国交省、不適切な土地利用の対策検討

─違反事例の実態把握へ、全国調査実施

 国土交通省は、土地の取得と利用のあり方について、関連制度を見直し、新たなルールを検討する。各地で発生している不適切な土地利用の防止策を議論する有識者会議を立ち上げた。初回会合では、課題が生じている土地の取引・利用に関する全国調査を実施する方針を明かした。調査結果も活用しつつ、提言をまとめる方針だ。

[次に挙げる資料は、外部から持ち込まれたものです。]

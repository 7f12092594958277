//! Live Share Relay Server
//!
//! A standalone relay that joins senders and web receivers into rooms keyed
//! by token and fans field updates out between them.

use anyhow::Result;
use clap::Parser;
use liveshare_relay::{Relay, RelayConfig};
use std::net::SocketAddr;
use tracing_subscriber::EnvFilter;

#[derive(Parser)]
#[command(name = "liveshare-relay")]
#[command(about = "Live Share Relay Server")]
#[command(version)]
struct Cli {
    /// Listen address
    #[arg(short, long, default_value = "0.0.0.0:7340")]
    listen: SocketAddr,

    /// Server name shown in logs
    #[arg(short, long, default_value = "Live Share Relay")]
    name: String,

    /// Maximum simultaneous connections
    #[arg(long, default_value_t = 10_000)]
    max_connections: usize,

    /// Maximum connections per room
    #[arg(long, default_value_t = 64)]
    room_capacity: usize,

    /// Enable verbose logging
    #[arg(short, long)]
    verbose: bool,
}

#[tokio::main]
async fn main() -> Result<()> {
    let cli = Cli::parse();

    // RUST_LOG wins unless --verbose is given
    let filter = if cli.verbose {
        EnvFilter::new("debug")
    } else {
        EnvFilter::try_from_default_env().unwrap_or_else(|_| EnvFilter::new("info"))
    };
    tracing_subscriber::fmt().with_env_filter(filter).init();

    tracing::info!("Starting {}", cli.name);
    tracing::info!("Listening on: {}", cli.listen);

    let config = RelayConfig {
        name: cli.name.clone(),
        max_connections: cli.max_connections,
        room_capacity: cli.room_capacity,
    };
    let relay = Relay::new(config);

    tracing::info!("Relay ready, accepting connections...");

    let addr = cli.listen.to_string();
    tokio::select! {
        result = relay.serve_websocket(&addr) => result?,
        _ = tokio::signal::ctrl_c() => {
            tracing::info!(
                "Shutting down ({} rooms, {} connections)",
                relay.room_count(),
                relay.connection_count()
            );
            relay.stop();
        }
    }

    Ok(())
}
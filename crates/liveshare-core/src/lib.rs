//! Liveshare Core
//!
//! Core types and encoding for the liveshare relay protocol.
//!
//! This crate provides:
//! - Group state types ([`PositionState`], [`Group`], [`FieldUpdate`])
//! - Relay protocol messages ([`ClientMessage`], [`ServerMessage`])
//! - JSON frame encoding/decoding ([`codec`])
//! - Peer channel payloads and peer id derivation ([`peer`])

pub mod codec;
pub mod error;
pub mod message;
pub mod peer;
pub mod types;

pub use codec::{decode, encode};
pub use error::{Error, ErrorCode, Result};
pub use message::{ClientMessage, ConnectParams, ServerMessage, StatusSnapshot};
pub use peer::{peer_id, FieldEvent, PeerPayload};
pub use types::*;

/// Protocol version
pub const PROTOCOL_VERSION: u8 = 1;

/// Default relay WebSocket port
pub const DEFAULT_WS_PORT: u16 = 7340;

/// WebSocket subprotocol identifier
pub const WS_SUBPROTOCOL: &str = "liveshare.v1";
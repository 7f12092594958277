//! JSON frame encoding
//!
//! Relay frames and peer payloads are plain UTF-8 JSON so browser receivers
//! can consume them without a decoder.

use bytes::Bytes;
use serde::de::DeserializeOwned;
use serde::Serialize;

use crate::error::{Error, Result};

/// Encode a message into a frame
pub fn encode<T: Serialize>(message: &T) -> Result<Bytes> {
    serde_json::to_vec(message)
        .map(Bytes::from)
        .map_err(|e| Error::EncodeError(e.to_string()))
}

/// Decode a frame into a message
pub fn decode<T: DeserializeOwned>(data: &[u8]) -> Result<T> {
    Ok(serde_json::from_slice(data)?)
}

#[cfg(test)]
mod tests {
    use super::*;
    use crate::message::{ClientMessage, ServerMessage};
    use crate::types::{FieldUpdate, Group, PositionState};

    #[test]
    fn test_encode_is_utf8_json() {
        let bytes = encode(&ClientMessage::Update(FieldUpdate::Region("Everfall".into()))).unwrap();
        let text = std::str::from_utf8(&bytes).unwrap();
        assert_eq!(text, r#"{"op":"update","d":{"region":"Everfall"}}"#);
    }

    #[test]
    fn test_status_survives_encoding() {
        let mut group = Group::new();
        let mut state = PositionState::new("7656", Some("Aria".into()));
        state.apply(&FieldUpdate::Map("newworld_vitaeeterna".into()));
        group.insert("7656".into(), state);

        let msg = ServerMessage::Status {
            request_id: 4,
            group,
            connections: vec!["abc".into()],
        };
        let decoded: ServerMessage = decode(&encode(&msg).unwrap()).unwrap();
        assert_eq!(decoded, msg);
    }

    #[test]
    fn test_decode_garbage() {
        let result = decode::<ClientMessage>(b"not json");
        assert!(matches!(result, Err(Error::DecodeError(_))));
    }
}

 土地取引に関する既存の制度には、権利取得段階の情報把握が目的のもの、土地利用段階の規制が目的のもの、またはその両方を目的としたものがある。法律としては国土利用計画法、不動産登記法、都市計画法、農地法、森林法、自然公園法、自然環境保全法が挙げられる。

 一方で、個別法では対処しきれない不適切な土地利用が発生している。国交省が把握したものとしては、▽住宅地に面する国土利用計画法の届出基準面積未満の土地(約726㎡)で、廃棄物や土砂の積み上げが行われ周辺住民から苦情発生▽山林を取得した事業者が利用目的を「未定」として国土利用計画法の届出を行い、後に開発を意図し森林法に基づく届出を行わずに森林伐採▽住宅と農地が混在する大規模な土地を事業者が購入しスクラップヤードを建設、騒音、水質汚濁、ごみ飛散など外部不経済が深刻化─などがある。

 4月から始める全国調査では、こうした事例の発生状況や、防止事例などを調べる。会議は4回開催予定で、法改正も視野に対策を議論する。堤洋介・土地政策審議官は、「人口が減り土地の需要も減退したことから、国土の適切な利用や管理のあり方に国民の意識が高まってきている」と会議設置の背景を語った。